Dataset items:
::::::::
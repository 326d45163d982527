use rust_decimal::Decimal;

use crate::domain::indicators::{require_history, true_range, IndicatorResult};
use crate::domain::market::candle::Candle;

#[derive(Debug, Clone, Copy, PartialEq)]
pub struct AdxOutput {
    pub adx: Decimal,
    pub plus_di: Decimal,
    pub minus_di: Decimal,
}

/// Wilder-smoothed +DI/-DI and ADX, period 14 by default.
pub fn adx(candles: &[Candle], period: usize) -> IndicatorResult<AdxOutput> {
    require_history(candles, period * 2 + 1)?;

    let mut plus_dm = Vec::with_capacity(candles.len());
    let mut minus_dm = Vec::with_capacity(candles.len());
    let mut tr = Vec::with_capacity(candles.len());

    for i in 1..candles.len() {
        let up_move = candles[i].high - candles[i - 1].high;
        let down_move = candles[i - 1].low - candles[i].low;
        let plus = if up_move > down_move && up_move > Decimal::ZERO {
            up_move
        } else {
            Decimal::ZERO
        };
        let minus = if down_move > up_move && down_move > Decimal::ZERO {
            down_move
        } else {
            Decimal::ZERO
        };
        plus_dm.push(plus);
        minus_dm.push(minus);
        tr.push(true_range(candles[i].high, candles[i].low, candles[i - 1].close));
    }

    let wilder_smooth = |series: &[Decimal]| -> Vec<Decimal> {
        let mut smoothed = Vec::with_capacity(series.len());
        let mut running: Decimal = series[..period].iter().sum();
        smoothed.push(running);
        for v in &series[period..] {
            running = running - (running / Decimal::from(period)) + v;
            smoothed.push(running);
        }
        smoothed
    };

    let smoothed_tr = wilder_smooth(&tr);
    let smoothed_plus = wilder_smooth(&plus_dm);
    let smoothed_minus = wilder_smooth(&minus_dm);

    let dx_series: Vec<Decimal> = smoothed_tr
        .iter()
        .zip(smoothed_plus.iter())
        .zip(smoothed_minus.iter())
        .map(|((&tr_v, &plus_v), &minus_v)| {
            if tr_v == Decimal::ZERO {
                return Decimal::ZERO;
            }
            let plus_di = plus_v / tr_v * Decimal::ONE_HUNDRED;
            let minus_di = minus_v / tr_v * Decimal::ONE_HUNDRED;
            let sum = plus_di + minus_di;
            if sum == Decimal::ZERO {
                Decimal::ZERO
            } else {
                (plus_di - minus_di).abs() / sum * Decimal::ONE_HUNDRED
            }
        })
        .collect();

    let adx_value = if dx_series.len() >= period {
        dx_series[dx_series.len() - period..].iter().sum::<Decimal>() / Decimal::from(period)
    } else {
        dx_series.iter().sum::<Decimal>() / Decimal::from(dx_series.len().max(1))
    };

    let last_tr = *smoothed_tr.last().expect("non-empty: checked by require_history");
    let plus_di = if last_tr == Decimal::ZERO {
        Decimal::ZERO
    } else {
        *smoothed_plus.last().unwrap() / last_tr * Decimal::ONE_HUNDRED
    };
    let minus_di = if last_tr == Decimal::ZERO {
        Decimal::ZERO
    } else {
        *smoothed_minus.last().unwrap() / last_tr * Decimal::ONE_HUNDRED
    };

    Ok(AdxOutput {
        adx: adx_value,
        plus_di,
        minus_di,
    })
}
::::::::
EXERCISE DETAILS:
Return the lines above precisely as they appear, beginning at the first line and ending at the line with "let mut minus_dm", and nothing after it.

RESULT BELOW:
repository 326d45163d982527
use rust_decimal::Decimal;

use crate::domain::indicators::{require_history, true_range, IndicatorResult};
use crate::domain::market::candle::Candle;

#[derive(Debug, Clone, Copy, PartialEq)]
pub struct AdxOutput {
    pub adx: Decimal,
    pub plus_di: Decimal,
    pub minus_di: Decimal,
}

/// Wilder-smoothed +DI/-DI and ADX, period 14 by default.
pub fn adx(candles: &[Candle], period: usize) -> IndicatorResult<AdxOutput> {
    require_history(candles, period * 2 + 1)?;

    let mut plus_dm = Vec::with_capacity(candles.len());
    let mut minus_dm = Vec::with_capacity(candles.len());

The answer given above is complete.